Representing Appellee (Respondent): Bruce A. Salzburg, Wyoming Attorney General; John W. Renneisen, Deputy Attorney General; James Michael Causey, Senior Assistant Attorney General; and Kelly Roseberry, Assistant Attorney General. Argument by Mr. Roseberry.
Date of Decision: March 24, 2011
Facts: Appellant, challenged an order of the district court which affirmed the decision of a Medical Commission Hearing Panel (Medical Commission). The Medical Commission’s order denied the benefits Appellant sought for a back surgery procedure. Benefits were denied on the basis that the surgical procedure at issue, to implant a device in the appellant’s back, did not qualify as “reasonable and necessary medical care.” Appellant contended that she was entitled to that “medical care” under the prior settlement agreement that she reached with the Wyoming Workers’ Safety and Compensation Division. In addition, Appellant sought preauthorization for the surgery and was told by the Wyoming Workers’ Safety and Compensation Division (Division) that preauthorization was not required in her case. After the surgery had been successfully completed and Appellant had recovered much of her ability to perform the usual activities of her daily life, albeit with some disability still remaining, all of the claims submitted to the Division by her health care providers were denied.
Issues: 1) Whether the decision of the Medical Commission was arbitrary and capricious for the reason that it omitted material evidence from its Findings of Fact, Conclusions of Law and Order; 2) Whether the Medical Commission improperly [relied] upon medical opinions which were based upon an inadequate foundation? 3) Whether it was arbitrary, capricious, and an abuse of discretion to apply the Wyoming Workers’ Safety and Compensation Division’s preauthorization guidelines to deny claims for medical treatment when the appellant and her treating surgeon were informed by the Division that those guidelines and procedures were not applicable to her claim.
Holdings: To the extent that Appellant had a burden of proof in this case, the Court held there is not substantial evidence to support the agency’s decision to reject the evidence offered by the appellant. The Medical Commission’s determinations that both the treating orthopedic surgeon witness and Appellant were not credible witnesses were not supported by substantial evidence.
The order of the district court affirming the Medical Commission was reversed. Furthermore, the matter was remanded to the district court with directions that it further remand it to the Medical Commission with directions that it direct the Division to pay the claims submitted by Appellant and her health care providers for the reasonable and necessary medical treatment at issue in this case.
J. Hill delivered the opinion for the court.
J. Burke specially concurring, with J. Voigt, joining.

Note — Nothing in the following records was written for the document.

// ==========================================
// 生产管理系统 - 计划用颜色领域模型
// ==========================================
// 对应表: planned_colors
// 规则: 颜色代码全局唯一，按原样存储
// ==========================================

use chrono::NaiveDateTime;
use serde::{Deserialize, Serialize};

#[derive(Debug, Clone, PartialEq, Serialize, Deserialize)]
pub struct PlannedColor {
    pub id: i64,
    pub color_code: String,
    pub color_name: String,
    pub top_coat_color: Option<String>, // 面漆颜色
    pub operator_id: Option<String>,
    pub created_at: Option<NaiveDateTime>,
    pub updated_at: Option<NaiveDateTime>,
}

#[derive(Debug, Clone, PartialEq, Serialize, Deserialize)]
#[serde(deny_unknown_fields)]
pub struct PlannedColorDraft {
    pub color_code: String,
    pub color_name: String,
    #[serde(default)]
    pub top_coat_color: Option<String>,
}

#[cfg(test)]
mod tests {
    use super::*;

    #[test]
    fn test_top_coat_color_is_optional() {
        let d: PlannedColorDraft = serde_json::from_value(serde_json::json!({
            "color_code": "C100",
            "color_name": "Pearl White"
        }))
        .unwrap();
        assert_eq!(d.top_coat_color, None);
    }

    #[test]
    fn test_missing_required_field_is_rejected() {
        let err = serde_json::from_value::<PlannedColorDraft>(serde_json::json!({
            "color_code": "C100"
        }))
        .unwrap_err();
        assert!(err.to_string().contains("color_name"));
    }
}
// ==========================================
// 生产管理系统 - 特殊发动机领域模型
// ==========================================
// 对应表: special_engines
// 规则: 发动机代码全局唯一，按原样存储（不转大写）
// ==========================================

use chrono::NaiveDateTime;
use serde::{Deserialize, Serialize};

#[derive(Debug, Clone, PartialEq, Serialize, Deserialize)]
pub struct SpecialEngine {
    pub id: i64,
    pub engine_code: String,
    pub gear: String,
    pub engine_name: String,
    pub operator_id: Option<String>,
    pub created_at: Option<NaiveDateTime>,
    pub updated_at: Option<NaiveDateTime>,
}

#[derive(Debug, Clone, PartialEq, Serialize, Deserialize)]
#[serde(deny_unknown_fields)]
pub struct SpecialEngineDraft {
    pub engine_code: String,
    pub gear: String,
    pub engine_name: String,
}
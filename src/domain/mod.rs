// ==========================================
// 生产管理系统 - 领域模型层
// ==========================================
// 职责: 定义基础数据实体、输入结构与枚举类型
// 红线: 不含数据访问逻辑
// ==========================================

pub mod planned_color;
pub mod production_line;
pub mod special_engine;
pub mod special_info;
pub mod types;

// 重导出核心类型
pub use planned_color::{PlannedColor, PlannedColorDraft};
pub use production_line::{ProductionLine, ProductionLineDraft};
pub use special_engine::{SpecialEngine, SpecialEngineDraft};
pub use special_info::{SpecialInfo, SpecialInfoDraft, SpecialInfoQuery};
pub use types::{field_label, CodeType, Entity, LineType};
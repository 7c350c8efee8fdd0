// ==========================================
// 测试辅助函数
// ==========================================
// 职责: 提供测试所需的临时数据库、直连查询等功能
// ==========================================

#![allow(dead_code)]

use rusqlite::Connection;
use std::error::Error;
use tempfile::NamedTempFile;

/// 创建临时测试数据库文件
///
/// schema 由 DataStore::connect 初始化，这里只提供空文件
///
/// # 返回
/// - NamedTempFile: 临时数据库文件（需要保持存活）
/// - String: 数据库文件路径
pub fn create_test_db() -> Result<(NamedTempFile, String), Box<dyn Error>> {
    let temp_file = NamedTempFile::new()?;
    let db_path = temp_file
        .path()
        .to_str()
        .ok_or("临时文件路径不是合法 UTF-8")?
        .to_string();

    Ok((temp_file, db_path))
}

/// 打开测试数据库的独立连接（用于旁路校验）
pub fn open_test_connection(db_path: &str) -> rusqlite::Result<Connection> {
    let conn = Connection::open(db_path)?;
    conn.execute_batch("PRAGMA foreign_keys = ON;")?;
    Ok(conn)
}

/// 统计表行数
pub fn count_rows(conn: &Connection, table: &str) -> rusqlite::Result<i64> {
    conn.query_row(&format!("SELECT COUNT(*) FROM {}", table), [], |row| row.get(0))
}
// ==========================================
// 生产管理系统 - 请求参数校验
// ==========================================
// 职责: 请求载荷的结构解析与字段校验
// 约束: 校验在大小写规范化之前执行；失败一律返回 InvalidInput
// ==========================================

use serde::de::DeserializeOwned;
use serde_json::Value;

use crate::api::error::{ApiError, ApiResult};
use crate::domain::types::field_label;

/// 请求载荷字段校验
pub trait Validate {
    fn validate(&self) -> ApiResult<()>;
}

/// 将 JSON 载荷解析为请求结构（缺字段、多字段、类型不符均拒绝）
pub fn parse_payload<T: DeserializeOwned>(payload: Value) -> ApiResult<T> {
    serde_json::from_value(payload).map_err(|e| ApiError::InvalidInput(format!("请求参数格式错误: {}", e)))
}

/// 解析并校验
pub fn parse_validated<T: DeserializeOwned + Validate>(payload: Value) -> ApiResult<T> {
    let request: T = parse_payload(payload)?;
    request.validate()?;
    Ok(request)
}

/// 必填文本不能为空白
pub fn require_text(column: &str, value: &str) -> ApiResult<()> {
    if value.trim().is_empty() {
        return Err(ApiError::InvalidInput(format!("{}不能为空", field_label(column))));
    }
    Ok(())
}

pub fn require_non_negative_int(column: &str, value: i64) -> ApiResult<()> {
    if value < 0 {
        return Err(ApiError::InvalidInput(format!(
            "{}不能为负数: {}",
            field_label(column),
            value
        )));
    }
    Ok(())
}

pub fn require_non_negative(column: &str, value: f64) -> ApiResult<()> {
    if !value.is_finite() || value < 0.0 {
        return Err(ApiError::InvalidInput(format!(
            "{}必须为非负数: {}",
            field_label(column),
            value
        )));
    }
    Ok(())
}

/// 百分比取值 0~100
pub fn require_percentage(column: &str, value: f64) -> ApiResult<()> {
    if !value.is_finite() || !(0.0..=100.0).contains(&value) {
        return Err(ApiError::InvalidInput(format!(
            "{}必须在0~100之间: {}",
            field_label(column),
            value
        )));
    }
    Ok(())
}

pub fn require_positive_id(column: &str, id: i64) -> ApiResult<()> {
    if id <= 0 {
        return Err(ApiError::InvalidInput(format!(
            "{}必须为正整数: {}",
            field_label(column),
            id
        )));
    }
    Ok(())
}
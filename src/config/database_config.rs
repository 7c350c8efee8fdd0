// ==========================================
// 生产管理系统 - 数据库配置
// ==========================================
// 来源: config/database.json（启动时读取一次）
// 数据库文件路径解析顺序:
// 1. 环境变量 LINE_REFDATA_DB_PATH
// 2. 配置文件中的 path
// 3. 用户数据目录/line-refdata/<database>.db
// 4. ./data/<database>.db
// ==========================================

use serde::{Deserialize, Serialize};
use std::path::{Path, PathBuf};
use thiserror::Error;

/// 配置文件路径覆写
pub const CONFIG_PATH_ENV: &str = "LINE_REFDATA_CONFIG";
/// 数据库文件路径覆写
pub const DB_PATH_ENV: &str = "LINE_REFDATA_DB_PATH";

pub const DEFAULT_CONFIG_PATH: &str = "config/database.json";
pub const DEFAULT_DATABASE: &str = "production_management";

const DATA_DIR_NAME: &str = "line-refdata";

#[derive(Error, Debug)]
pub enum ConfigError {
    #[error("配置文件读取失败: {path}: {source}")]
    Io {
        path: String,
        #[source]
        source: std::io::Error,
    },

    #[error("配置文件格式错误: {path}: {source}")]
    Parse {
        path: String,
        #[source]
        source: serde_json::Error,
    },

    #[error("配置项无效: {0}")]
    Invalid(String),
}

#[derive(Debug, Clone, PartialEq, Eq, Serialize, Deserialize)]
#[serde(deny_unknown_fields)]
pub struct DatabaseConfig {
    /// 数据库名（同时作为默认文件名）
    #[serde(default = "default_database")]
    pub database: String,

    /// 显式指定的数据库文件
    #[serde(default)]
    pub path: Option<String>,
}

fn default_database() -> String {
    DEFAULT_DATABASE.to_string()
}

impl Default for DatabaseConfig {
    fn default() -> Self {
        Self {
            database: default_database(),
            path: None,
        }
    }
}

impl DatabaseConfig {
    /// 从文件加载
    pub fn load(path: impl AsRef<Path>) -> Result<Self, ConfigError> {
        let path = path.as_ref();
        let display = path.display().to_string();

        let raw = std::fs::read_to_string(path).map_err(|source| ConfigError::Io {
            path: display.clone(),
            source,
        })?;
        let config: DatabaseConfig =
            serde_json::from_str(&raw).map_err(|source| ConfigError::Parse {
                path: display,
                source,
            })?;

        config.validate()?;
        Ok(config)
    }

    /// 加载配置；文件不存在时使用默认值，格式错误仍然报错
    pub fn load_or_default() -> Result<Self, ConfigError> {
        let path = std::env::var(CONFIG_PATH_ENV)
            .ok()
            .map(|p| p.trim().to_string())
            .filter(|p| !p.is_empty())
            .unwrap_or_else(|| DEFAULT_CONFIG_PATH.to_string());

        match Self::load(&path) {
            Ok(config) => {
                tracing::info!("已加载数据库配置: {}", path);
                Ok(config)
            }
            Err(ConfigError::Io { source, .. }) if source.kind() == std::io::ErrorKind::NotFound => {
                tracing::warn!("配置文件不存在，使用默认配置: {}", path);
                Ok(Self::default())
            }
            Err(e) => Err(e),
        }
    }

    fn validate(&self) -> Result<(), ConfigError> {
        let name = self.database.trim();
        if name.is_empty() {
            return Err(ConfigError::Invalid("database 不能为空".to_string()));
        }
        if name.contains(['/', '\\']) {
            return Err(ConfigError::Invalid(format!("database 不能包含路径分隔符: {}", name)));
        }
        Ok(())
    }

    /// 解析数据库文件路径（必要时创建所在目录）
    pub fn resolve_db_path(&self) -> String {
        if let Ok(path) = std::env::var(DB_PATH_ENV) {
            let trimmed = path.trim();
            if !trimmed.is_empty() {
                return trimmed.to_string();
            }
        }

        if let Some(path) = self.path.as_deref().map(str::trim).filter(|p| !p.is_empty()) {
            return path.to_string();
        }

        let file_name = format!("{}.db", self.database.trim());
        let dir = dirs::data_dir()
            .map(|d| d.join(DATA_DIR_NAME))
            .unwrap_or_else(|| PathBuf::from("./data"));

        // best-effort: 目录创建失败时由打开数据库时报告连接错误
        if let Err(e) = std::fs::create_dir_all(&dir) {
            tracing::warn!("创建数据目录失败: {}: {}", dir.display(), e);
        }
        dir.join(file_name).to_string_lossy().into_owned()
    }
}

#[cfg(test)]
mod tests {
    use super::*;
    use std::io::Write;

    #[test]
    fn test_default_config() {
        let config = DatabaseConfig::default();
        assert_eq!(config.database, "production_management");
        assert!(config.path.is_none());
    }

    #[test]
    fn test_load_from_file() {
        let mut file = tempfile::NamedTempFile::new().unwrap();
        write!(file, r#"{{"database": "line_test", "path": "/tmp/x.db"}}"#).unwrap();

        let config = DatabaseConfig::load(file.path()).unwrap();
        assert_eq!(config.database, "line_test");
        assert_eq!(config.path.as_deref(), Some("/tmp/x.db"));
    }

    #[test]
    fn test_load_rejects_bad_config() {
        let mut file = tempfile::NamedTempFile::new().unwrap();
        write!(file, r#"{{"database": "a/b"}}"#).unwrap();
        assert!(matches!(
            DatabaseConfig::load(file.path()),
            Err(ConfigError::Invalid(_))
        ));

        let mut file = tempfile::NamedTempFile::new().unwrap();
        write!(file, r#"{{"database": "x", "host": "localhost"}}"#).unwrap();
        assert!(matches!(
            DatabaseConfig::load(file.path()),
            Err(ConfigError::Parse { .. })
        ));
    }

    #[test]
    fn test_missing_file_is_io_error() {
        let err = DatabaseConfig::load("/nonexistent/database.json").unwrap_err();
        assert!(matches!(err, ConfigError::Io { .. }));
    }

    #[test]
    fn test_explicit_path_wins_over_data_dir() {
        if std::env::var(DB_PATH_ENV).is_ok() {
            return;
        }
        let config = DatabaseConfig {
            database: "x".to_string(),
            path: Some("/tmp/explicit.db".to_string()),
        };
        assert_eq!(config.resolve_db_path(), "/tmp/explicit.db");
    }
}
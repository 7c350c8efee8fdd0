use serde::Serialize;

use crate::api::{ApiError, ApiResult};
use crate::app::dispatch::ErrorResponse;
use crate::perf::PerfGuard;

// ==========================================
// 公共工具：错误映射、阻塞执行
// ==========================================

/// 将ApiError转换为JSON字符串（Tauri要求）
pub(super) fn map_api_error(err: ApiError) -> String {
    serde_json::to_string(&ErrorResponse::from(&err)).unwrap_or_else(|_| err.to_string())
}

/// 在阻塞线程池中执行 API 调用，并将结果序列化为 JSON 字符串
pub(super) async fn run_blocking<T, F>(op: &'static str, f: F) -> Result<String, String>
where
    F: FnOnce() -> ApiResult<T> + Send + 'static,
    T: Serialize + Send + 'static,
{
    let result = tauri::async_runtime::spawn_blocking(move || {
        let _perf = PerfGuard::new(op);
        f()
    })
    .await
    .map_err(|e| format!("任务执行失败: {}", e))?
    .map_err(map_api_error)?;

    serde_json::to_string(&result).map_err(|e| format!("序列化失败: {}", e))
}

The concurrence agrees with the result reached by the majority, but writes separately in disagreement with the majority’s conclusion that the burden of proof was on the Division “to demonstrate that the treatment the [appellant] received was not reasonable and not medically necessary.” First, the issue was not raised by Claimant at the hearing level, on appeal with the district court, or in the appeal to this Court; Second, placing the burden of proof on the Division conflicts with precedent; Third, the majority cites no legal authority for switching the burden of proof to the Division; and finally, switching the burden of proof to the Division in this case will cause problems in future cases.